# Too Rich (Flavor)



## RhoKappa

In English, the flavor "rich" means containing a large amount of butter, oil, eggs or cream.  Sometimes, when I visit a fancy restaurant I am served an entree that is too rich in flavor, that the flavor of butter or oil is overpowering and ruins the taste of the food.  Try eating a bowl of red borscht with a whole stick of butter melted in and you will understand what is meant by a dish that is too rich.  A quick search in the dictionary shows the word насы́щенный, but I do not know if this is this adjective is accurate.  Как сказать по-русски?


----------



## Vovan

Новый большой англо-русский словарь:


> питательный; жирный; сдобный; сочный
> 
> ~ food - жирная пища
> 
> ~ milk {cream} - жирное молоко {-ые сливки}
> 
> ~ cake - кекс с фруктами
> 
> ~ dough - сдобное тесто
> 
> ~ fruit - сочные фрукты


As you see, RhoKappa, the choice of the right word will depend on what in particular you call rich.

I like "сытный" when speaking about a dish or a meal. It's "approving" as to its connotation. It means "such that easily satisfies your hunger".
_сытный завтрак
очень сытный суп_​But I'm not quite sure whether it could be thought of as a counterpart of "rich".

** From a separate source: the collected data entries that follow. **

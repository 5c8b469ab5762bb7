use thiserror::Error;

#[derive(Debug, Error)]
pub enum CoreError {
    #[error("invalid data: {0}")]
    InvalidData(String),

    #[error("invalid change: {0}")]
    InvalidChange(String),
}
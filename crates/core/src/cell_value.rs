use chrono::{DateTime, NaiveDate, NaiveDateTime, NaiveTime, SecondsFormat, Utc};
use serde::{Deserialize, Serialize};
use uuid::Uuid;

/// A single cell as the engine sees it: enough type information to encode
/// an exact SQL literal for any supported dialect.
#[derive(Debug, Clone, Serialize, Deserialize)]
#[serde(tag = "type", content = "value", rename_all = "snake_case")]
pub enum CellValue {
    Null,
    Boolean(bool),
    Integer(i64),
    Float(#[serde(with = "float_repr")] f64),
    /// Arbitrary-precision numeric kept in its textual form.
    Decimal(String),
    Text(String),
    Date(NaiveDate),
    Time(NaiveTime),
    Timestamp(NaiveDateTime),
    TimestampTz(DateTime<Utc>),
    Uuid(Uuid),
    Bytes(#[serde(with = "base64_bytes")] Vec<u8>),
    /// Document value (JSON/JSONB columns, document stores).
    Json(serde_json::Value),
    Array(Vec<CellValue>),
}

impl PartialEq for CellValue {
    fn eq(&self, other: &Self) -> bool {
        match (self, other) {
            (Self::Null, Self::Null) => true,
            (Self::Boolean(a), Self::Boolean(b)) => a == b,
            (Self::Integer(a), Self::Integer(b)) => a == b,
            (Self::Float(a), Self::Float(b)) => a.total_cmp(b).is_eq(),
            (Self::Decimal(a), Self::Decimal(b)) => a == b,
            (Self::Text(a), Self::Text(b)) => a == b,
            (Self::Date(a), Self::Date(b)) => a == b,
            (Self::Time(a), Self::Time(b)) => a == b,
            (Self::Timestamp(a), Self::Timestamp(b)) => a == b,
            (Self::TimestampTz(a), Self::TimestampTz(b)) => a == b,
            (Self::Uuid(a), Self::Uuid(b)) => a == b,
            (Self::Bytes(a), Self::Bytes(b)) => a == b,
            (Self::Json(a), Self::Json(b)) => a == b,
            (Self::Array(a), Self::Array(b)) => a == b,
            _ => false,
        }
    }
}

impl Eq for CellValue {}

impl CellValue {
    pub fn is_null(&self) -> bool {
        matches!(self, CellValue::Null)
    }

    pub fn as_text(&self) -> Option<&str> {
        match self {
            CellValue::Text(s) => Some(s),
            _ => None,
        }
    }

    pub fn as_integer(&self) -> Option<i64> {
        match self {
            CellValue::Integer(n) => Some(*n),
            _ => None,
        }
    }

    pub fn kind_name(&self) -> &'static str {
        match self {
            Self::Null => "null",
            Self::Boolean(_) => "boolean",
            Self::Integer(_) => "integer",
            Self::Float(_) => "float",
            Self::Decimal(_) => "decimal",
            Self::Text(_) => "text",
            Self::Date(_) => "date",
            Self::Time(_) => "time",
            Self::Timestamp(_) => "timestamp",
            Self::TimestampTz(_) => "timestamptz",
            Self::Uuid(_) => "uuid",
            Self::Bytes(_) => "bytes",
            Self::Json(_) => "json",
            Self::Array(_) => "array",
        }
    }

    /// JSON rendering used where a dialect stores composite values as
    /// documents. Non-finite floats become `null`, binary becomes hex text.
    pub fn to_json(&self) -> serde_json::Value {
        use serde_json::Value;
        match self {
            Self::Null => Value::Null,
            Self::Boolean(b) => Value::Bool(*b),
            Self::Integer(n) => Value::from(*n),
            Self::Float(f) => serde_json::Number::from_f64(*f)
                .map(Value::Number)
                .unwrap_or(Value::Null),
            Self::Decimal(d) => d
                .parse::<serde_json::Number>()
                .map(Value::Number)
                .unwrap_or_else(|_| Value::String(d.clone())),
            Self::Text(s) => Value::String(s.clone()),
            Self::Date(d) => Value::String(d.format("%Y-%m-%d").to_string()),
            Self::Time(t) => Value::String(t.format("%H:%M:%S%.f").to_string()),
            Self::Timestamp(ts) => Value::String(ts.format("%Y-%m-%dT%H:%M:%S%.f").to_string()),
            Self::TimestampTz(ts) => {
                Value::String(ts.to_rfc3339_opts(SecondsFormat::AutoSi, true))
            }
            Self::Uuid(u) => Value::String(u.to_string()),
            Self::Bytes(b) => Value::String(format!("\\x{}", hex::encode(b))),
            Self::Json(v) => v.clone(),
            Self::Array(items) => Value::Array(items.iter().map(CellValue::to_json).collect()),
        }
    }
}

impl From<&str> for CellValue {
    fn from(value: &str) -> Self {
        CellValue::Text(value.to_string())
    }
}

impl From<String> for CellValue {
    fn from(value: String) -> Self {
        CellValue::Text(value)
    }
}

impl From<i64> for CellValue {
    fn from(value: i64) -> Self {
        CellValue::Integer(value)
    }
}

impl From<bool> for CellValue {
    fn from(value: bool) -> Self {
        CellValue::Boolean(value)
    }
}

impl From<f64> for CellValue {
    fn from(value: f64) -> Self {
        CellValue::Float(value)
    }
}

mod base64_bytes {
    use base64::{Engine as _, engine::general_purpose::STANDARD};
    use serde::{Deserialize, Deserializer, Serializer};

    pub fn serialize<S: Serializer>(bytes: &[u8], serializer: S) -> Result<S::Ok, S::Error> {
        serializer.serialize_str(&STANDARD.encode(bytes))
    }

    pub fn deserialize<'de, D: Deserializer<'de>>(deserializer: D) -> Result<Vec<u8>, D::Error> {
        let encoded = String::deserialize(deserializer)?;
        STANDARD.decode(encoded).map_err(serde::de::Error::custom)
    }
}

/// JSON has no NaN/Infinity, so non-finite floats travel as strings.
mod float_repr {
    use serde::{Deserialize, Deserializer, Serializer};

    pub fn serialize<S: Serializer>(value: &f64, serializer: S) -> Result<S::Ok, S::Error> {
        if value.is_finite() {
            serializer.serialize_f64(*value)
        } else if value.is_nan() {
            serializer.serialize_str("NaN")
        } else if value.is_sign_positive() {
            serializer.serialize_str("Infinity")
        } else {
            serializer.serialize_str("-Infinity")
        }
    }

    #[derive(Deserialize)]
    #[serde(untagged)]
    enum Repr {
        Number(f64),
        Text(String),
    }

    pub fn deserialize<'de, D: Deserializer<'de>>(deserializer: D) -> Result<f64, D::Error> {
        match Repr::deserialize(deserializer)? {
            Repr::Number(n) => Ok(n),
            Repr::Text(t) => match t.as_str() {
                "NaN" => Ok(f64::NAN),
                "Infinity" => Ok(f64::INFINITY),
                "-Infinity" => Ok(f64::NEG_INFINITY),
                other => Err(serde::de::Error::custom(format!("invalid float: {other}"))),
            },
        }
    }
}

#[cfg(test)]
mod tests {
    use super::*;

    #[test]
    fn float_equality_uses_total_order() {
        assert_eq!(CellValue::Float(f64::NAN), CellValue::Float(f64::NAN));
        assert_ne!(CellValue::Float(0.0), CellValue::Float(-0.0));
        assert_ne!(CellValue::Float(1.0), CellValue::Integer(1));
    }

    #[test]
    fn bytes_persist_as_base64() {
        let value = CellValue::Bytes(vec![0xde, 0xad, 0xbe, 0xef]);
        let json = serde_json::to_value(&value).unwrap();
        assert_eq!(json, serde_json::json!({"type": "bytes", "value": "3q2+7w=="}));
        let back: CellValue = serde_json::from_value(json).unwrap();
        assert_eq!(back, value);
    }

    #[test]
    fn non_finite_floats_survive_json() {
        for value in [f64::NAN, f64::INFINITY, f64::NEG_INFINITY] {
            let cell = CellValue::Float(value);
            let json = serde_json::to_string(&cell).unwrap();
            let back: CellValue = serde_json::from_str(&json).unwrap();
            assert_eq!(back, cell);
        }
    }

    #[test]
    fn nested_arrays_render_as_json_documents() {
        let value = CellValue::Array(vec![
            CellValue::Integer(1),
            CellValue::Text("two".into()),
            CellValue::Null,
        ]);
        assert_eq!(value.to_json(), serde_json::json!([1, "two", null]));
    }
}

If you're talking specifically about oil/butter..., then "жирный" is a good option. It's often disapproving, though. If you're full and looking for the right word to convey that without offending your hosts, you _can_ say "сытный" instead:
_Спасибо, очень вкусно! Очень сытный борщ. Я наелся._​
"Тяжёлая пища" also exists in Russian: this sort of food might give someone a heavy feeling in the stomach. It's more than just "full", sort of. Mashed potatoes + fried cabbage + bread +... may be considered "тяжёлая пища".
_Для меня жареное мясо - тяжёлая пища._​


----------



## Sobakus

It does sound like you specifically mean "too much fat", in which case you would ask if it's "не слишком жирный" or, as applies to butter or oil, "не слишком масляный", or, more straightforward, "в нём/ней не слишком много масла/жира/яйца́/сливок/...". There's really no need to look for a euphemism such as "rich" in this case, and it doesn't seem like Russian has an unambiguous one here.


----------



## Rosett

In Russian, we'd normally say: "Кашу маслом не испортишь," - which means that no rich flavour can be too rich. But there's an expression "(будет) слишком жирно", that can be used only negatively and often figuratively: "Берёшь много, (а) не будет ли (тебе) слишком жирно?". This is a sarcastic remark, which can be translated back to English as "way too nice/a bit grand for (you.")


----------



## RhoKappa

Vovan said:


> Новый большой англо-русский словарь:
> 
> As you see, RhoKappa, the choice of the right word will depend on what in particular you call rich.
> 
> I like "сытный" when speaking about a dish or a meal. It's "approving" as to its connotation. It means "such that easily satisfies your hunger".
> _сытный завтрак
> очень сытный суп_​But I'm not quite sure whether it could be thought of as a counterpart of "rich".
> 
> If you're talking specifically about oil/butter..., then "жирный" is a good option. It's often disapproving, though. If you're full and looking for the right word to convey that without offending your hosts, you _can_ say "сытный" instead:
> _Спасибо, очень вкусно! Очень сытный борщ. Я наелся._​


I guess that сытный refers to a sense of being full, given that сыт means you are full and you cannot eat any more.  The English adjectives in this case would be either hearty or filling.  I suppose that жирный would be appropriate.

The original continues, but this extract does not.